KLEEB: I remember my mom, actually, because I wasn't living in Florida at the time, I was living in Philly. I was working, if you can believe this, I started to work as the Foundation Director for the eating disorder facility that I went to as a young person that saved my life. In that role, the opportunity to help a filmmaker, the documentary film of Thin came up. The head of the Renfrew Center asked if I would be the lead consultant for that film. Because I knew what it's like, obviously to be in treatment, but I also knew the family side of things. And I remember that we were going to be filming down at the Florida Renfrew facility and my mom dropping me off and you know, she just started crying, as I did, because I was walking through those doors as a person in full recovery. And I knew that I was going to see myself in so many of the women and girls that were in that facility. You know, there's been lots of movies and documentaries about eating disorders. I think that Thin is one of the best portrayals because it really gives you kind of a raw view of what women and girls are going through, but also what those families are going through.
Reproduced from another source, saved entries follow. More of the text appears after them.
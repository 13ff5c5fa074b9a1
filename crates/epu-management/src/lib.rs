pub mod error;
pub mod messages;
pub mod registry;
pub mod router;

pub use error::ManagementError;
pub use messages::{InstanceInfoMessage, SensorInfoMessage};
pub use registry::EpuManagement;
pub use router::MessageRouter;
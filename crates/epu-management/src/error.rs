use thiserror::Error;

#[derive(Debug, Error)]
pub enum ManagementError {
    #[error(transparent)]
    Domain(#[from] epu_domain::DomainError),

    #[error(transparent)]
    Store(#[from] epu_store::StoreError),

    #[error(transparent)]
    Controller(#[from] epu_controller::ControllerError),

    #[error("domain {0} not found")]
    DomainNotFound(String),

    #[error("domain definition {0} not found")]
    DefinitionNotFound(String),

    #[error("domain {domain_id} already exists")]
    DomainAlreadyExists { domain_id: String },

    #[error("caller {caller:?} is not permitted to act on domain owned by {domain_owner:?}")]
    NotPermitted { caller: String, domain_owner: String },

    #[error("no default user is configured")]
    NoDefaultUser,
}

impl ManagementError {
    pub fn code(&self) -> &'static str {
        match self {
            ManagementError::Domain(e) => e.code(),
            ManagementError::Store(e) => e.code(),
            ManagementError::Controller(e) => e.code(),
            ManagementError::DomainNotFound(_) => "NOT_FOUND",
            ManagementError::DefinitionNotFound(_) => "NOT_FOUND",
            ManagementError::DomainAlreadyExists { .. } => "DOMAIN_ALREADY_EXISTS",
            ManagementError::NotPermitted { .. } => "NOT_PERMITTED",
            ManagementError::NoDefaultUser => "NO_DEFAULT_USER",
        }
    }
}
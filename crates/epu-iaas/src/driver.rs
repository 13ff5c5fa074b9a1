use std::collections::HashMap;

use async_trait::async_trait;
use epu_domain::{NodeId, Site};

use crate::error::DriverError;

/// What `create_node` or a subsequent `list_nodes` observes for one IaaS
/// instance. `Unknown` covers the "missing from the list" case the
/// Provisioner's `query_nodes` pass treats specially.
#[derive(Debug, Clone, Copy, PartialEq, Eq)]
pub enum ObservedIaasState {
    Pending,
    Running,
    Terminated,
}

/// One instance as reported back by the driver, keyed by the client-chosen
/// `node_id` so the Provisioner can match it 1:1 against its own records.
#[derive(Debug, Clone)]
pub struct IaasNode {
    pub node_id: NodeId,
    pub iaas_id: String,
    pub state: ObservedIaasState,
    pub public_ip: Option<String>,
    pub private_ip: Option<String>,
}

/// The IaaS back-end contract: create, list, destroy. Implementations MUST
/// be idempotent on `node_id` — calling `create_node` twice with the same
/// id (e.g. after a crash-restart replay from `Provisioner::recover`) must
/// not create a second instance.
#[async_trait]
pub trait Driver: Send + Sync {
    /// Launch one instance per `node_id`, all on `site`, in a single call.
    /// Returns one `IaasNode` per requested id, in any order.
    async fn create_node(
        &self,
        site: &Site,
        node_ids: &[NodeId],
        allocation: &str,
        vars: &HashMap<String, String>,
    ) -> Result<Vec<IaasNode>, DriverError>;

    /// Look up current state for a set of previously created instances by
    /// their driver-assigned `iaas_id`s. An id absent from the result is
    /// "missing" from the IaaS layer's point of view.
    async fn list_nodes(&self, site: &Site, iaas_ids: &[String]) -> Result<Vec<IaasNode>, DriverError>;

    /// Idempotent: destroying an already-terminated or unknown id succeeds
    /// silently.
    async fn destroy_node(&self, site: &Site, iaas_id: &str) -> Result<(), DriverError>;
}
pub mod app;
pub mod auth;
pub mod error;
pub mod handlers;
pub mod state;

pub use app::build_app;
pub use error::ApiError;
pub use state::AppState;
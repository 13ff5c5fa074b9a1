use std::path::Path;

use epu_domain::{DefinitionId, Domain, DomainDefinition, DomainId, HealthTimeouts};
use tracing::debug;

use crate::error::ConfigError;
use crate::raw::{RawDomain, RawDomainDefinition, RawHealthTimeouts};

/// Load every `*.definition.yml` file directly under `dir` as a
/// `DomainDefinition`. Non-matching files are ignored.
pub fn load_domain_definitions(dir: &Path) -> Result<Vec<DomainDefinition>, ConfigError> {
    let mut definitions = Vec::new();
    for path in yaml_files(dir, ".definition.yml")? {
        let content = read(&path)?;
        let raw: RawDomainDefinition = parse(&content, &path)?;
        debug!(path = %path.display(), "loading domain definition");
        definitions.push(convert_definition(raw, &path)?);
    }
    Ok(definitions)
}

/// Load every `*.domain.yml` file directly under `dir` as a `Domain`.
pub fn load_domains(dir: &Path) -> Result<Vec<Domain>, ConfigError> {
    let mut domains = Vec::new();
    for path in yaml_files(dir, ".domain.yml")? {
        let content = read(&path)?;
        let raw: RawDomain = parse(&content, &path)?;
        debug!(path = %path.display(), "loading domain");
        domains.push(convert_domain(raw, &path)?);
    }
    Ok(domains)
}

fn yaml_files(dir: &Path, suffix: &str) -> Result<Vec<std::path::PathBuf>, ConfigError> {
    let entries = std::fs::read_dir(dir).map_err(|e| ConfigError::Io { path: dir.display().to_string(), source: e })?;
    let mut matches = Vec::new();
    for entry in entries {
        let entry = entry.map_err(|e| ConfigError::Io { path: dir.display().to_string(), source: e })?;
        let path = entry.path();
        if path.is_file() && path.file_name().and_then(|n| n.to_str()).is_some_and(|n| n.ends_with(suffix)) {
            matches.push(path);
        }
    }
    matches.sort();
    Ok(matches)
}

fn read(path: &Path) -> Result<String, ConfigError> {
    std::fs::read_to_string(path).map_err(|e| ConfigError::Io { path: path.display().to_string(), source: e })
}

fn parse<T: serde::de::DeserializeOwned>(content: &str, path: &Path) -> Result<T, ConfigError> {
    serde_yaml::from_str(content).map_err(|e| ConfigError::YamlParse { path: path.display().to_string(), source: e })
}

fn convert_definition(raw: RawDomainDefinition, path: &Path) -> Result<DomainDefinition, ConfigError> {
    let definition_id = DefinitionId::new(raw.definition_id).map_err(|e| conversion(path, e))?;
    Ok(DomainDefinition {
        definition_id,
        engine_class: raw.engine_class,
        engine_conf: raw.engine_conf,
        health: convert_health(raw.health),
        monitor_health: raw.monitor_health,
        revision: 0,
    })
}

fn convert_health(raw: RawHealthTimeouts) -> HealthTimeouts {
    let default = HealthTimeouts::default();
    HealthTimeouts {
        boot_seconds: raw.boot_seconds.unwrap_or(default.boot_seconds),
        missing_seconds: raw.missing_seconds.unwrap_or(default.missing_seconds),
        really_missing_seconds: raw.really_missing_seconds.unwrap_or(default.really_missing_seconds),
        zombie_seconds: raw.zombie_seconds.unwrap_or(default.zombie_seconds),
    }
}

fn convert_domain(raw: RawDomain, path: &Path) -> Result<Domain, ConfigError> {
    let domain_id = DomainId::new(raw.domain_id).map_err(|e| conversion(path, e))?;
    let definition_id = DefinitionId::new(raw.definition_id).map_err(|e| conversion(path, e))?;
    Ok(Domain {
        domain_id,
        owner: raw.owner,
        definition_id,
        config: raw.config,
        subscribers: raw.subscribers,
        revision: 0,
    })
}

fn conversion(path: &Path, e: epu_domain::DomainError) -> ConfigError {
    ConfigError::Conversion { path: path.display().to_string(), message: e.to_string() }
}

#[cfg(test)]
mod tests {
    use super::*;
    use std::path::PathBuf;

    fn fixtures() -> PathBuf {
        PathBuf::from(env!("CARGO_MANIFEST_DIR")).join("tests/fixtures")
    }

    #[test]
    fn load_valid_definitions() {
        let defs = load_domain_definitions(&fixtures()).expect("should load without error");
        assert_eq!(defs.len(), 1);
        assert_eq!(defs[0].definition_id.as_str(), "worker-pool");
        assert_eq!(defs[0].engine_class, "fixed-size");
        assert!(!defs[0].monitor_health);
    }

    #[test]
    fn load_valid_domains() {
        let domains = load_domains(&fixtures()).expect("should load without error");
        assert_eq!(domains.len(), 1);
        assert_eq!(domains[0].domain_id.as_str(), "prod-workers");
        assert_eq!(domains[0].owner, "alice");
    }

    #[test]
    fn missing_dir_returns_error() {
        let dir = Path::new("/nonexistent/path/does/not/exist");
        assert!(load_domain_definitions(dir).is_err());
    }
}
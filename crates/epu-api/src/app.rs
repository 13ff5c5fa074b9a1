use axum::middleware;
use axum::routing::{get, post, put};
use axum::Router;
use tower_http::trace::TraceLayer;

use crate::auth::require_bearer_token;
use crate::handlers;
use crate::state::AppState;

pub fn build_app(state: AppState) -> Router {
    Router::new()
        .route("/domains", post(handlers::add_domain).get(handlers::list_domains))
        .route("/domains/:domain_id", get(handlers::describe_domain).delete(handlers::remove_domain))
        .route("/domains/:domain_id/config", put(handlers::reconfigure_domain))
        .route("/domains/:domain_id/subscribers", post(handlers::subscribe_domain))
        .route("/domains/:domain_id/subscribers/:name", axum::routing::delete(handlers::unsubscribe_domain))
        .route(
            "/domain-definitions",
            post(handlers::add_domain_definition).get(handlers::list_domain_definitions),
        )
        .route(
            "/domain-definitions/:id",
            get(handlers::describe_domain_definition)
                .delete(handlers::remove_domain_definition)
                .put(handlers::update_domain_definition),
        )
        .route("/heartbeat", post(handlers::heartbeat))
        .route("/sensor-info", post(handlers::sensor_info))
        .route("/instance-info", post(handlers::instance_info))
        .route("/provision", post(handlers::provision))
        .route("/terminate-nodes", post(handlers::terminate_nodes))
        .route("/terminate-launches", post(handlers::terminate_launches))
        .route("/terminate-all", post(handlers::terminate_all).get(handlers::check_terminate_all))
        .route("/dump-state", post(handlers::dump_state))
        .route("/readyz", get(handlers::readyz))
        .route_layer(middleware::from_fn_with_state(state.clone(), require_bearer_token))
        .route("/healthz", get(handlers::healthz))
        .layer(TraceLayer::new_for_http())
        .with_state(state)
}

#[cfg(test)]
mod tests {
    use super::*;
    use axum::body::Body;
    use axum::http::{Request, StatusCode};
    use epu_controller::{DecisionEngine, EngineRegistry, FixedSizeEngine};
    use epu_domain::Site;
    use epu_iaas::{DriverRegistry, MockDriver};
    use epu_management::EpuManagement;
    use epu_provisioner::{DeployableType, MockBroker, NoopNotifier, Provisioner, StaticDtrs};
    use epu_store::InMemoryStore;
    use std::collections::HashMap;
    use std::sync::Arc;
    use tower::util::ServiceExt;

    const TEST_TOKEN: &str = "test-token";

    async fn test_app() -> Router {
        let store: Arc<dyn epu_store::StateStore> = Arc::new(InMemoryStore::new());
        let driver = Arc::new(MockDriver::new());
        let mut registry = DriverRegistry::new();
        registry.register(Site("local".into()), driver);
        let dtrs = Arc::new(StaticDtrs::new());
        dtrs.register(
            "worker-dt",
            DeployableType {
                document: r#"<cluster><workspace><name>worker</name><image>i</image><quantity>1</quantity><ctx>c</ctx></workspace></cluster>"#.into(),
                vars: HashMap::new(),
            },
        )
        .await;
        let provisioner = Arc::new(Provisioner::new(
            store.clone(),
            Arc::new(registry),
            Arc::new(MockBroker::new()),
            dtrs,
            Arc::new(NoopNotifier),
        ));
        let mut engines = EngineRegistry::new();
        engines.register("fixed-size", Arc::new(|| Box::new(FixedSizeEngine::new()) as Box<dyn DecisionEngine>));
        let management = Arc::new(EpuManagement::new(store.clone(), provisioner.clone(), Arc::new(engines), None));

        let state = AppState { store, provisioner, management, auth_token: Arc::new(TEST_TOKEN.to_string()) };
        build_app(state)
    }

    fn authed(req: axum::http::request::Builder) -> axum::http::request::Builder {
        req.header("Authorization", format!("Bearer {}", TEST_TOKEN))
    }

    #[tokio::test]
    async fn unauthenticated_request_returns_401() {
        let app = test_app().await;
        let resp = app.oneshot(Request::builder().uri("/domains").body(Body::empty()).unwrap()).await.unwrap();
        assert_eq!(resp.status(), StatusCode::UNAUTHORIZED);
    }

    #[tokio::test]
    async fn healthz_requires_no_auth() {
        let app = test_app().await;
        let resp = app.oneshot(Request::builder().uri("/healthz").body(Body::empty()).unwrap()).await.unwrap();
        assert_eq!(resp.status(), StatusCode::OK);
    }

    #[tokio::test]
    async fn readyz_returns_200() {
        let app = test_app().await;
        let resp = app
            .oneshot(authed(Request::builder().uri("/readyz")).body(Body::empty()).unwrap())
            .await
            .unwrap();
        assert_eq!(resp.status(), StatusCode::OK);
    }

    #[tokio::test]
    async fn readyz_requires_auth() {
        let app = test_app().await;
        let resp = app.oneshot(Request::builder().uri("/readyz").body(Body::empty()).unwrap()).await.unwrap();
        assert_eq!(resp.status(), StatusCode::UNAUTHORIZED);
    }

    #[tokio::test]
    async fn list_domains_empty() {
        let app = test_app().await;
        let resp = app
            .oneshot(authed(Request::builder().uri("/domains")).body(Body::empty()).unwrap())
            .await
            .unwrap();
        assert_eq!(resp.status(), StatusCode::OK);
    }

    #[tokio::test]
    async fn describe_unknown_domain_returns_404() {
        let app = test_app().await;
        let resp = app
            .oneshot(authed(Request::builder().uri("/domains/nonexistent")).body(Body::empty()).unwrap())
            .await
            .unwrap();
        assert_eq!(resp.status(), StatusCode::NOT_FOUND);
    }
}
JOHNSON: You're healthy? Everything is good for you these days?

KLEEB: I am. I have three amazing girls, a loving, supportive husband, and, you know, I now enjoy cooking and I'm not terrified to eat a cheeseburger. You know, one of these days I'm going to create a cookbook for people in recovery. But yes. I'm happy, strong and have a very healthy relationship with my body and food.

JOHNSON: Jane Kleeb joining me on Nebraska Public Media. I'm Dale Johnson.